** Opening DATASET RECORDS block **

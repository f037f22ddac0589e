//! Server capability metadata served by `GetSqlInfo`.
//!
//! A server registers its capabilities once at startup into a
//! [`SqlInfoData`]; each `GetSqlInfo` call renders the registered entries
//! (optionally filtered by info id) into the two-column record batch whose
//! layout [`crate::schema::sql_info`] declares.

use std::sync::Arc;

use arrow_array::{ArrayRef, RecordBatch, StringArray};

use crate::error::Result;
use crate::schema;
use crate::variant::{SqlInfoUnionBuilder, SqlInfoValue};

/// Well-known info ids. The numeric values are wire contract.
pub mod info_id {
    pub const FLIGHT_SQL_SERVER_NAME: u32 = 0;
    pub const FLIGHT_SQL_SERVER_VERSION: u32 = 1;
    pub const FLIGHT_SQL_SERVER_ARROW_VERSION: u32 = 2;
    pub const FLIGHT_SQL_SERVER_READ_ONLY: u32 = 3;
    pub const SQL_IDENTIFIER_CASE: u32 = 503;
    pub const SQL_IDENTIFIER_QUOTE_CHAR: u32 = 504;
    pub const SQL_QUOTED_IDENTIFIER_CASE: u32 = 505;
    pub const SQL_NULL_ORDERING: u32 = 507;
    pub const SQL_KEYWORDS: u32 = 508;
    pub const SQL_NUMERIC_FUNCTIONS: u32 = 509;
    pub const SQL_STRING_FUNCTIONS: u32 = 510;
    pub const SQL_SUPPORTS_CONVERT: u32 = 519;
}

struct SqlInfoEntry {
    id: u32,
    name: String,
    value: SqlInfoValue,
}

/// Collects `(id, name, value)` entries in registration order.
#[derive(Default)]
pub struct SqlInfoDataBuilder {
    entries: Vec<SqlInfoEntry>,
}

impl SqlInfoDataBuilder {
    pub fn new() -> Self {
        Self::default()
    }

    /// Registers one capability. Re-registering an id replaces the earlier
    /// entry in place.
    pub fn append(&mut self, id: u32, name: impl Into<String>, value: impl Into<SqlInfoValue>) {
        let entry = SqlInfoEntry {
            id,
            name: name.into(),
            value: value.into(),
        };
        if let Some(existing) = self.entries.iter_mut().find(|e| e.id == id) {
            *existing = entry;
        } else {
            self.entries.push(entry);
        }
    }

    pub fn build(self) -> SqlInfoData {
        SqlInfoData {
            entries: self.entries,
        }
    }
}

/// Immutable registered capability set.
pub struct SqlInfoData {
    entries: Vec<SqlInfoEntry>,
}

impl SqlInfoData {
    /// Renders the info batch. An empty `requested` list means all entries;
    /// otherwise entries are emitted in registration order and ids the
    /// server never registered are skipped, not errors.
    pub fn batch(&self, requested: &[u32]) -> Result<RecordBatch> {
        let mut names = Vec::new();
        let mut values = SqlInfoUnionBuilder::new();
        for entry in &self.entries {
            if !requested.is_empty() && !requested.contains(&entry.id) {
                continue;
            }
            names.push(Some(entry.name.clone()));
            values.append(&entry.value)?;
        }

        let columns: Vec<ArrayRef> = vec![
            Arc::new(StringArray::from(names)),
            Arc::new(values.finish()?),
        ];
        Ok(RecordBatch::try_new(schema::sql_info(), columns)?)
    }

    pub fn len(&self) -> usize {
        self.entries.len()
    }

    pub fn is_empty(&self) -> bool {
        self.entries.is_empty()
    }
}

#[cfg(test)]
mod tests {
    use super::*;

    fn sample() -> SqlInfoData {
        let mut builder = SqlInfoDataBuilder::new();
        builder.append(info_id::FLIGHT_SQL_SERVER_NAME, "flight_sql_server_name", "Skylark");
        builder.append(info_id::FLIGHT_SQL_SERVER_READ_ONLY, "flight_sql_server_read_only", false);
        builder.append(info_id::SQL_IDENTIFIER_CASE, "sql_identifier_case", 1i64);
        builder.append(
            info_id::SQL_KEYWORDS,
            "sql_keywords",
            vec!["SELECT".to_string(), "FROM".to_string()],
        );
        builder.build()
    }

    #[test]
    fn test_empty_filter_returns_all() {
        let batch = sample().batch(&[]).unwrap();
        assert_eq!(batch.num_rows(), 4);
        assert_eq!(batch.schema(), schema::sql_info());
    }

    #[test]
    fn test_id_filter_narrows_and_skips_unknown() {
        let batch = sample()
            .batch(&[info_id::SQL_IDENTIFIER_CASE, 9999])
            .unwrap();
        assert_eq!(batch.num_rows(), 1);
        let names = batch
            .column(0)
            .as_any()
            .downcast_ref::<StringArray>()
            .unwrap();
        assert_eq!(names.value(0), "sql_identifier_case");
    }

    #[test]
    fn test_reappend_replaces() {
        let mut builder = SqlInfoDataBuilder::new();
        builder.append(0, "name", "first");
        builder.append(0, "name", "second");
        let data = builder.build();
        assert_eq!(data.len(), 1);
    }
}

** Closing DATASET RECORDS block **

Gather every line from the entries above where the word "SqlInfoValue" appears, and copy them.

_TASK OUTPUT:_
use crate::variant::{SqlInfoUnionBuilder, SqlInfoValue};
    value: SqlInfoValue,
    pub fn append(&mut self, id: u32, name: impl Into<String>, value: impl Into<SqlInfoValue>) {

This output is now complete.